A key requirement for my social reader is for it to be usable on mobile. To accomplish this goal, I have added some progressive web application features to my reader, enabling its use as an app I can save to my home screen. I have also spent a lot of time thinking about how the social reader should look on mobile.
In the initial version of my social reader, I built a mobile-optimised experience based on the desktop layout. This worked quite well for a lot of features. Posts scaled down well to mobile so I did not need to redesign them. But, there were no special features for mobile devices which meant that the overall user experience at times felt subpar. Navigating around the feed reader was not as ideal as I would have liked. It took at least two taps to perform simple actions like searching for a post or navigating to my notifications and settings.
This got me thinking about how I could improve the mobile experience. I looked at Instagram and thought about how I like to use social media, which relates to the feed reader I am building. I noticed that Instagram and many other social applications have a footer that appears at the bottom of their applications. This footer allows for one-tap navigation to key parts of their apps. In addition, the footer is close to one's thumb so it is easier for me to access than it would be if the navigation was elsewhere in the application.
I created a simple sticky footer for my social reader that looks like this:
The footer has six navigation elements:
- Take me to my main feed.
- Search for something.
- Create a post.
- Check my notifications.
- Follow someone.
- View my settings.
This experience could be improved by removing one of these elements, creating more room for all of the others. I might move the follow button up to the top right hand side of the screen to make more room. I found an open-source icon set called Feather which took away the need for me to design my own icons. This was amazing because my digital design skills are not great. Go open source!
I also spent some time rearranging the navigation bar. In my previous social reader, I had a list of links in the top navigation bar. One link took me to my feed home but that wasn't clear because the link had the anchor text Cinnamon, which is the name of the reader. Also, the links didn't look that great to me.
I replaced the name of the feed reader with a big title that says what post list I am viewing. By default, this title is All Posts. "All" is the default channel in my reader where all of the posts published by authors to which I subscribe show up. If I go to another category, such as notifications, I will see the updated title.
I replaced the other links in my the navigation bar with a photo of myself. Currently, this photo is static. I hope to change this feature one day so that the feed reader retrieves an image based on one's h-card. This means that the image could change dynamically as the photo changes on my site.
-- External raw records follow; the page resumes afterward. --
//! Rule-to-scanner resolution.
//!
//! Scanners are registered explicitly under a dotted module namespace and a
//! class name. A rule's `scanner_path` (`module.path.ClassName`) is resolved
//! by trying an ordered list of candidate modules, most specific first:
//!
//! 1. the module named in the path,
//! 2. `scanners.<name>_scanner`,
//! 3. `<shared>.scanners.<name>_scanner`,
//! 4. `bots.<bot>.scanners.<name>_scanner` when a bot name is configured,
//!
//! where `<name>` is the class name without its `Scanner` suffix, in
//! snake case. Resolutions are cached by the literal path string.

mod naming;

pub use naming::scanner_short_name;

use std::collections::HashMap;
use std::fmt;
use std::sync::atomic::{AtomicUsize, Ordering};
use std::sync::{Arc, Mutex, PoisonError};

use indexmap::IndexMap;

use crate::error::{Result, RuleScanError};
use crate::rule::Rule;
use crate::scanner::Scanner;

/// Default namespace of the shared scanner library.
pub const DEFAULT_SHARED_NAMESPACE: &str = "shared";

type Factory = Arc<dyn Fn() -> Box<dyn Scanner> + Send + Sync>;

/// A registered scanner implementation.
pub struct ScannerType {
    module: String,
    class_name: String,
    factory: Factory,
}

impl ScannerType {
    #[must_use]
    pub fn module(&self) -> &str {
        &self.module
    }

    #[must_use]
    pub fn class_name(&self) -> &str {
        &self.class_name
    }

    /// `module.ClassName`
    #[must_use]
    pub fn qualified_path(&self) -> String {
        format!("{}.{}", self.module, self.class_name)
    }

    /// Construct a fresh scanner instance.
    #[must_use]
    pub fn instantiate(&self) -> Box<dyn Scanner> {
        (self.factory)()
    }
}

impl fmt::Debug for ScannerType {
    fn fmt(&self, f: &mut fmt::Formatter<'_>) -> fmt::Result {
        f.debug_struct("ScannerType")
            .field("module", &self.module)
            .field("class_name", &self.class_name)
            .finish_non_exhaustive()
    }
}

/// Registry of scanner implementations keyed by module and class name.
#[derive(Debug)]
pub struct ScannerRegistry {
    modules: IndexMap<String, IndexMap<String, Arc<ScannerType>>>,
    bot_name: Option<String>,
    shared_namespace: String,
    cache: Mutex<HashMap<String, Arc<ScannerType>>>,
    lookups: AtomicUsize,
}

impl Default for ScannerRegistry {
    fn default() -> Self {
        Self::new()
    }
}

impl ScannerRegistry {
    #[must_use]
    pub fn new() -> Self {
        Self {
            modules: IndexMap::new(),
            bot_name: None,
            shared_namespace: DEFAULT_SHARED_NAMESPACE.to_string(),
            cache: Mutex::new(HashMap::new()),
            lookups: AtomicUsize::new(0),
        }
    }

    /// Enable the bot-scoped fallback namespace.
    #[must_use]
    pub fn with_bot(mut self, bot_name: impl Into<String>) -> Self {
        let bot_name = bot_name.into();
        self.bot_name = (!bot_name.trim().is_empty()).then_some(bot_name);
        self
    }

    #[must_use]
    pub fn with_shared_namespace(mut self, namespace: impl Into<String>) -> Self {
        self.shared_namespace = namespace.into();
        self
    }

    #[must_use]
    pub fn bot_name(&self) -> Option<&str> {
        self.bot_name.as_deref()
    }

    /// Register `class_name` in `module`, replacing any earlier registration
    /// of the same pair.
    pub fn register<F, S>(&mut self, module: &str, class_name: &str, factory: F)
    where
        F: Fn() -> S + Send + Sync + 'static,
        S: Scanner + 'static,
    {
        let scanner_type = ScannerType {
            module: module.to_string(),
            class_name: class_name.to_string(),
            factory: Arc::new(move || Box::new(factory()) as Box<dyn Scanner>),
        };
        self.modules
            .entry(module.to_string())
            .or_default()
            .insert(class_name.to_string(), Arc::new(scanner_type));
        self.cache
            .get_mut()
            .unwrap_or_else(PoisonError::into_inner)
            .clear();
    }

    /// Register a `Default`-constructible scanner.
    pub fn register_default<S>(&mut self, module: &str, class_name: &str)
    where
        S: Scanner + Default + 'static,
    {
        self.register(module, class_name, S::default);
    }

    /// Every registered scanner, in registration order.
    pub fn scanner_types(&self) -> impl Iterator<Item = &Arc<ScannerType>> {
        self.modules.values().flat_map(IndexMap::values)
    }

    /// Resolve the scanner bound to `rule`.
    ///
    /// Returns `Ok(None)` when the rule declares no scanner.
    ///
    /// # Errors
    /// Returns `ScannerLoad` when no candidate module exposes the class.
    pub fn finds_scanner_by_rule(&self, rule: &Rule) -> Result<Option<Arc<ScannerType>>> {
        rule.scanner_binding().map(|path| self.resolve(path)).transpose()
    }

    /// Resolve a dotted scanner path, consulting the cache first.
    ///
    /// # Errors
    /// Returns `ScannerLoad` when no candidate module exposes the class.
    pub fn resolve(&self, scanner_path: &str) -> Result<Arc<ScannerType>> {
        if let Some(hit) = self.lock_cache().get(scanner_path) {
            return Ok(Arc::clone(hit));
        }

        let (_, class_name) = split_path(scanner_path);
        for module in self.candidate_modules(scanner_path) {
            if let Some(found) = self.lookup(&module, class_name) {
                tracing::debug!(path = scanner_path, module = %module, "resolved scanner");
                self.lock_cache()
                    .insert(scanner_path.to_string(), Arc::clone(&found));
                return Ok(found);
            }
        }

        tracing::debug!(path = scanner_path, "scanner not found");
        Err(RuleScanError::scanner_not_found(scanner_path))
    }

    /// Candidate modules for `scanner_path`, in priority order, without duplicates.
    #[must_use]
    pub fn candidate_modules(&self, scanner_path: &str) -> Vec<String> {
        let (module, class_name) = split_path(scanner_path);
        let leaf = format!("{}_scanner", scanner_short_name(class_name));

        let mut candidates: Vec<String> = Vec::with_capacity(4);
        let mut push = |candidate: String| {
            if !candidate.is_empty() && !candidates.contains(&candidate) {
                candidates.push(candidate);
            }
        };
        if let Some(module) = module {
            push(module.to_string());
        }
        push(format!("scanners.{leaf}"));
        push(format!("{}.scanners.{leaf}", self.shared_namespace));
        if let Some(bot) = &self.bot_name {
            push(format!("bots.{bot}.scanners.{leaf}"));
        }
        candidates
    }

    /// Number of module lookups performed so far; cache hits do not count.
    #[must_use]
    pub fn lookup_count(&self) -> usize {
        self.lookups.load(Ordering::Relaxed)
    }

    /// Number of cached resolutions.
    #[must_use]
    pub fn cached_count(&self) -> usize {
        self.lock_cache().len()
    }

    fn lookup(&self, module: &str, class_name: &str) -> Option<Arc<ScannerType>> {
        self.lookups.fetch_add(1, Ordering::Relaxed);
        self.modules.get(module)?.get(class_name).cloned()
    }

    fn lock_cache(&self) -> std::sync::MutexGuard<'_, HashMap<String, Arc<ScannerType>>> {
        self.cache.lock().unwrap_or_else(PoisonError::into_inner)
    }
}

/// Split `a.b.ClassName` into `(Some("a.b"), "ClassName")`.
fn split_path(path: &str) -> (Option<&str>, &str) {
    match path.trim().rsplit_once('.') {
        Some((module, class_name)) => (Some(module), class_name),
        None => (None, path.trim()),
    }
}

#[cfg(test)]
#[path = "mod_tests.rs"]
mod tests;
Here is how my social reader home page looks:
The new navigation bar at the top of the page is much cleaner and easier for me to use than the old one. Also, the user interface doesn't have as many redundant or unnecessary links as the old version did. I like that the new design is cleaner, easier to understand, and makes navigation easier too. (Note: All images have appropriate alt text describing their actions. Although, as I write, I realise I need to add alt text to the profile icon image. It's amazing how writing helps you think in this way.)
The mobile experience on my social reader is not finished yet. There is an overflow issue which makes scrolling difficult on some pages. I have not yet been able to identify the cause of this issue. Overall, I am much happier with the user experience on my reader. It's easier for me to find the pages I use often. The page is more visual than it previously was. And the design looks more appealing to me than the previous one.